⬅ Previous Lesson Workshop Index Next Lesson ➡

Introduction to Assessment Part II

Objective

In this workshop, you will familiarize yourself with the concept of classroom assessment. You will develop the ability to discuss the purposes and uses of different types of assessments, the conditions for quality assessments, and multiple modes of classroom assessment. The video will summarize concepts from the written lessons and provide tips for writing strong assessment items.

This lesson will continue reviewing types of assessments, including:

Performance
Criterion-Reference
Norm-Referenced

Then, we will explore the factors that are used to evaluate and ensure the quality of assessment instruments:

Validity
Reliability
Bias

Types of Assessments

In this lesson, we will continue exploring a few different types of assessments that you may come into contact with during your teaching career or choose to utilize in your own classroom.

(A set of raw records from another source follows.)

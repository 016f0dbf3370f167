//! CLI error type.

use std::fmt;

use parksync::app::AppError;
use parksync::cache::ArtifactError;
use parksync::config::ConfigError;
use parksync::logging::LoggingError;
use parksync::orchestrator::RefreshError;

/// Errors surfaced to the user by CLI commands.
#[derive(Debug)]
pub enum CliError {
    /// Invalid configuration or arguments.
    Config(String),

    /// Reading or writing the config file failed.
    ConfigFile(ConfigError),

    /// Logging could not be initialized.
    Logging(LoggingError),

    /// The application failed to start.
    App(AppError),

    /// The Tokio runtime could not be created.
    Runtime(String),

    /// A refresh failed.
    Refresh(RefreshError),

    /// Reading a cached artifact failed.
    Artifact(ArtifactError),

    /// The HTTP server failed.
    Serve(String),
}

impl fmt::Display for CliError {
    fn fmt(&self, f: &mut fmt::Formatter<'_>) -> fmt::Result {
        match self {
            CliError::Config(msg) => write!(f, "Configuration error: {}", msg),
            CliError::ConfigFile(e) => write!(f, "{}", e),
            CliError::Logging(e) => write!(f, "Failed to initialize logging: {}", e),
            CliError::App(e) => write!(f, "{}", e),
            CliError::Runtime(msg) => write!(f, "Failed to create Tokio runtime: {}", msg),
            CliError::Refresh(e) => write!(f, "Refresh failed: {}", e),
            CliError::Artifact(e) => write!(f, "{}", e),
            CliError::Serve(msg) => write!(f, "Server error: {}", msg),
        }
    }
}

impl std::error::Error for CliError {
    fn source(&self) -> Option<&(dyn std::error::Error + 'static)> {
        match self {
            CliError::ConfigFile(e) => Some(e),
            CliError::Logging(e) => Some(e),
            CliError::App(e) => Some(e),
            CliError::Refresh(e) => Some(e),
            CliError::Artifact(e) => Some(e),
            CliError::Config(_) | CliError::Runtime(_) | CliError::Serve(_) => None,
        }
    }
}

impl From<ConfigError> for CliError {
    fn from(e: ConfigError) -> Self {
        CliError::ConfigFile(e)
    }
}

impl From<LoggingError> for CliError {
    fn from(e: LoggingError) -> Self {
        CliError::Logging(e)
    }
}

impl From<AppError> for CliError {
    fn from(e: AppError) -> Self {
        CliError::App(e)
    }
}

impl From<RefreshError> for CliError {
    fn from(e: RefreshError) -> Self {
        CliError::Refresh(e)
    }
}

impl From<ArtifactError> for CliError {
    fn from(e: ArtifactError) -> Self {
        CliError::Artifact(e)
    }
}

#[cfg(test)]
mod tests {
    use super::*;

    #[test]
    fn test_cli_error_display() {
        let err = CliError::Config("bad bind address".to_string());
        assert_eq!(err.to_string(), "Configuration error: bad bind address");
    }

    #[test]
    fn test_refresh_error_converts() {
        let err: CliError = RefreshError::InvalidRequest("empty".to_string()).into();
        assert!(err.to_string().starts_with("Refresh failed"));
        assert!(std::error::Error::source(&err).is_some());
    }
}
//! ParkSync - rate-governed data refresh for national park data
//!
//! This library mediates access to several upstream data providers, each
//! with its own request quota, and keeps a cache of the latest payload for
//! every `(park, data kind)` pair:
//!
//! - [`rate_limit`]: fixed-window quota per upstream service
//! - [`cache`]: artifact storage over memory or disk
//! - [`orchestrator`]: single-item refresh through limiter, provider and cache
//! - [`refresh`]: cancellable background sweep over the whole catalog
//! - [`api`]: HTTP surface over all of the above

pub mod api;
pub mod app;
pub mod cache;
pub mod catalog;
pub mod config;
pub mod logging;
pub mod orchestrator;
pub mod provider;
pub mod rate_limit;
pub mod refresh;

/// Crate version, for banners and the upstream user agent.
pub const VERSION: &str = env!("CARGO_PKG_VERSION");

Types of Assessments: Performance Assessments

A performance based assessment, which may also be referred to as an authentic or alternative assessment, is a form of testing where the assessment is not a traditional paper and pencil test, but rather an exhibition of skills. The tasks are typically based on real-life (authentic) scenarios or are career-specific, and require the application of the requisite skills and knowledge for that task. Performance assessments are popular because the students can actively demonstrate what they know rather than select an answer from a given list. Therefore, performance assessments can feel like a truer indicator of the student’s actual knowledge and ability level than more traditional tests.

Testing is often done to the student, but performance assessments are done by the student.

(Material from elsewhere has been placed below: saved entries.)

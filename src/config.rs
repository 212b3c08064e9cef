//! Configuration for the backend connection and the client components

use std::time::Duration;
use url::Url;

use crate::error::{Error, Result};

/// Name of the collection holding provider registrations
pub const DEFAULT_TABLE: &str = "laundryShops";

/// Password accepted by the admin gate when none is configured.
///
/// This is a placeholder: it ships inside the client and anyone can read it.
/// Real deployments need credentials verified by the server.
pub const DEFAULT_ADMIN_PASSWORD: &str = "admin123";

/// Connection settings for the hosted backend project
#[derive(Debug, Clone)]
pub struct StoreConfig {
    /// Project base URL
    pub url: Url,
    /// Anonymous (public) API key
    pub anon_key: String,
}

impl StoreConfig {
    /// Creates a new configuration, validating the URL and key.
    pub fn new(url_str: &str, anon_key: impl Into<String>) -> Result<Self> {
        let url = Url::parse(url_str)?;
        let anon_key = anon_key.into();
        if anon_key.is_empty() {
            return Err(Error::config("anon_key cannot be empty"));
        }
        if reqwest::header::HeaderValue::from_str(&anon_key).is_err() {
            return Err(Error::config("anon_key is not valid header text"));
        }
        Ok(Self { url, anon_key })
    }

    /// Reads `SUPABASE_URL` and `SUPABASE_ANON_KEY` from the environment.
    pub fn from_env() -> Result<Self> {
        let url_str = std::env::var("SUPABASE_URL")
            .map_err(|_| Error::config("SUPABASE_URL environment variable not found"))?;
        let anon_key = std::env::var("SUPABASE_ANON_KEY")
            .map_err(|_| Error::config("SUPABASE_ANON_KEY environment variable not found"))?;
        Self::new(&url_str, anon_key)
    }

    /// Base URL without a trailing slash, ready for path concatenation
    pub fn base_url(&self) -> &str {
        self.url.as_str().trim_end_matches('/')
    }
}

/// Tunables shared by the client and the form/admin components
#[derive(Debug, Clone)]
pub struct ClientOptions {
    /// The request timeout
    pub request_timeout: Option<Duration>,

    /// The database schema
    pub db_schema: String,

    /// Collection that registrations are written to
    pub table: String,

    /// How long the registration success notice stays visible
    pub notice_duration: Duration,

    /// Password the admin gate compares against
    pub admin_password: String,
}

impl Default for ClientOptions {
    fn default() -> Self {
        Self {
            request_timeout: Some(Duration::from_secs(30)),
            db_schema: "public".to_string(),
            table: DEFAULT_TABLE.to_string(),
            notice_duration: Duration::from_secs(3),
            admin_password: DEFAULT_ADMIN_PASSWORD.to_string(),
        }
    }
}

impl ClientOptions {
    /// Defaults overlaid with `ADMIN_PASSWORD` when it is set
    pub fn from_env() -> Self {
        let options = Self::default();
        match std::env::var("ADMIN_PASSWORD") {
            Ok(password) if !password.is_empty() => options.with_admin_password(&password),
            _ => options,
        }
    }

    /// Set the request timeout
    pub fn with_request_timeout(mut self, value: Option<Duration>) -> Self {
        self.request_timeout = value;
        self
    }

    /// Set the database schema
    pub fn with_db_schema(mut self, value: &str) -> Self {
        self.db_schema = value.to_string();
        self
    }

    /// Set the collection name
    pub fn with_table(mut self, value: &str) -> Self {
        self.table = value.to_string();
        self
    }

    /// Set how long the success notice is shown
    pub fn with_notice_duration(mut self, value: Duration) -> Self {
        self.notice_duration = value;
        self
    }

    /// Set the admin gate password
    pub fn with_admin_password(mut self, value: &str) -> Self {
        self.admin_password = value.to_string();
        self
    }
}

Performance assessments open a vast array of assessment types for use by the teacher. For instance, performance tasks may include open-ended questions, hands-on problem solving, cartoons, experiments, inventions, musical compositions, original plays, stories, dances, essays, and story illustrations. In certain classes, performance assessments are also called lab practicums because the students are required to demonstrate how to correctly use the equipment specific to that program.

A performance assessment consists of two parts, an authentic task and a rubric, or scoring criteria. To construct a performance assessment, the teacher identifies a well-defined task that requires the students to create, make, or do something that is within the intent of the curriculum and normal classroom instruction. The teacher then creates a holistic set of scoring criteria or a rubric that is based on curricular standards. This is used so that students’ responses are assessed using the approved curriculum and the common classroom procedures.

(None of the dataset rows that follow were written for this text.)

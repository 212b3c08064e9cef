//! Query builders for the PostgREST table client

use reqwest::Client;
use serde::{de::DeserializeOwned, Serialize};
use std::collections::HashMap;

use crate::error::Error;
use crate::fetch::{Fetch, FetchBuilder, CLIENT_INFO};
use crate::postgrest::types::ReturnOption;

/// Accumulated query string parameters
#[derive(Debug, Clone, Default)]
pub struct QueryBuilder {
    params: HashMap<String, String>,
}

impl QueryBuilder {
    /// Create a new QueryBuilder
    pub fn new() -> Self {
        Self::default()
    }

    /// Add a parameter to the query
    pub fn add_param(&mut self, key: &str, value: &str) {
        self.params.insert(key.to_string(), value.to_string());
    }

    /// Add an `eq` filter on a column
    pub fn add_eq<T: ToString>(&mut self, column: &str, value: T) {
        self.add_param(column, &format!("eq.{}", value.to_string()));
    }

    /// Get the query parameters
    pub fn get_params(&self) -> &HashMap<String, String> {
        &self.params
    }
}

/// Connection details every builder needs
#[derive(Debug, Clone)]
pub(crate) struct TableRequest {
    pub(crate) url: String,
    pub(crate) key: String,
    pub(crate) schema: String,
    pub(crate) client: Client,
}

impl TableRequest {
    fn authorize<'a>(&self, fetch: FetchBuilder<'a>, profile_header: &'static str) -> FetchBuilder<'a> {
        fetch
            .header("apikey", &self.key)
            .bearer_auth(&self.key)
            .header("X-Client-Info", CLIENT_INFO)
            .header(profile_header, &self.schema)
    }
}

/// Builder for SELECT queries
pub struct SelectBuilder {
    request: TableRequest,
    query: QueryBuilder,
}

impl SelectBuilder {
    pub(crate) fn new(request: TableRequest, columns: &str) -> Self {
        let mut query = QueryBuilder::new();
        query.add_param("select", columns);
        Self { request, query }
    }

    /// Execute the query and return the results
    pub async fn execute<T: DeserializeOwned>(&self) -> Result<Vec<T>, Error> {
        let fetch = self
            .request
            .authorize(Fetch::get(&self.request.client, &self.request.url), "Accept-Profile")
            .query(self.query.get_params());

        fetch.execute::<Vec<T>>().await
    }
}

/// Builder for INSERT queries
pub struct InsertBuilder<T: Serialize> {
    request: TableRequest,
    values: T,
}

impl<T: Serialize> InsertBuilder<T> {
    pub(crate) fn new(request: TableRequest, values: T) -> Self {
        Self { request, values }
    }

    /// Execute the insert and return the written rows
    pub async fn execute<R: DeserializeOwned>(&self) -> Result<Vec<R>, Error> {
        let fetch = self
            .request
            .authorize(Fetch::post(&self.request.client, &self.request.url), "Content-Profile")
            .header("Prefer", ReturnOption::Representation.as_prefer())
            .json(&self.values)?;

        fetch.execute::<Vec<R>>().await
    }
}

/// Builder for DELETE queries
pub struct DeleteBuilder {
    request: TableRequest,
    query: QueryBuilder,
}

impl DeleteBuilder {
    pub(crate) fn new(request: TableRequest) -> Self {
        Self {
            request,
            query: QueryBuilder::new(),
        }
    }

    /// Filter rows where column equals a value
    pub fn eq<V: ToString>(mut self, column: &str, value: V) -> Self {
        self.query.add_eq(column, value);
        self
    }

    /// Execute the delete without returning the deleted rows.
    ///
    /// Refuses to run without a filter, since PostgREST would otherwise
    /// remove every row in the table.
    pub async fn execute_no_return(&self) -> Result<(), Error> {
        if self.query.get_params().is_empty() {
            return Err(Error::database("refusing to delete without a filter"));
        }

        let fetch = self
            .request
            .authorize(Fetch::delete(&self.request.client, &self.request.url), "Content-Profile")
            .header("Prefer", ReturnOption::Minimal.as_prefer())
            .query(self.query.get_params());

        fetch.execute_empty().await
    }
}

#[cfg(test)]
mod tests {
    use super::*;

    #[test]
    fn eq_filter_is_encoded_with_operator_prefix() {
        let mut query = QueryBuilder::new();
        query.add_eq("id", 42);
        assert_eq!(query.get_params().get("id").map(String::as_str), Some("eq.42"));
    }

    #[test]
    fn later_params_replace_earlier_ones() {
        let mut query = QueryBuilder::new();
        query.add_param("select", "id");
        query.add_param("select", "*");
        assert_eq!(query.get_params().len(), 1);
        assert_eq!(query.get_params()["select"], "*");
    }
}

The best performance tasks allow the students to apply an array of curriculum-related skills and knowledge in a creative manner that is a personalized response to the assessment. This also assumes that there are multiple methods for defining a correct answer. The teacher might also design the assessment so that students search out additional facts or information or try novel approaches to elaborate or extend an answer.

It is important for the teacher to do a final review of the task design before asking the students to begin working. The final review must include a thorough analysis to prevent technical constraints and/or equity issues and bias. The task must be fair to all students. Then teachers with training in holistic rubric scoring judge the quality of the students’ work based on the established standards.

Well constructed performance tasks appear more like a normal classroom activity than a test. Tasks that are embedded into and align with the intent of the curriculum demonstrate the assessment-instruction feedback loop.

The simple way to create a performance assessment is to take a proven, existing activity, create a rubric, and refer to it as a performance assessment.

There are many instructionally significant reasons to implement performance assessments as part of the assessment-instruction system. Performance assessments tend to engage the students more than traditional paper and pencil tests. As a result, the students are more diligent and show greater motivation in their preparation. Likewise, the lesson planning that leads to a performance exam tends to involve more active learning than the lecture and review type of lesson that is used to prepare students for other types of tests. Students that are actively engaged in learning tend to be more interested and motivated than students who have a more passive learning experience.

Teachers also tend to feel that the data collected from a performance task is more representative of the students’ true knowledge. There is rarely a way that students can guess the correct answer using a performance assessment and all of the information must typically be generated by the student. In this way, they separate those students who have studied and prepared for the event from those who may have taken shortcuts. Performance assessments differ from most other assessments because they allow great student freedom in constructing responses that require higher order and/or analytical thinking. Students will generally respond more creatively with greater depth and detail when they are not limited by a prompt. Another value of performance assessments is that they can be collected over time as evidence of the growth, mastery or achievement of curricular goals.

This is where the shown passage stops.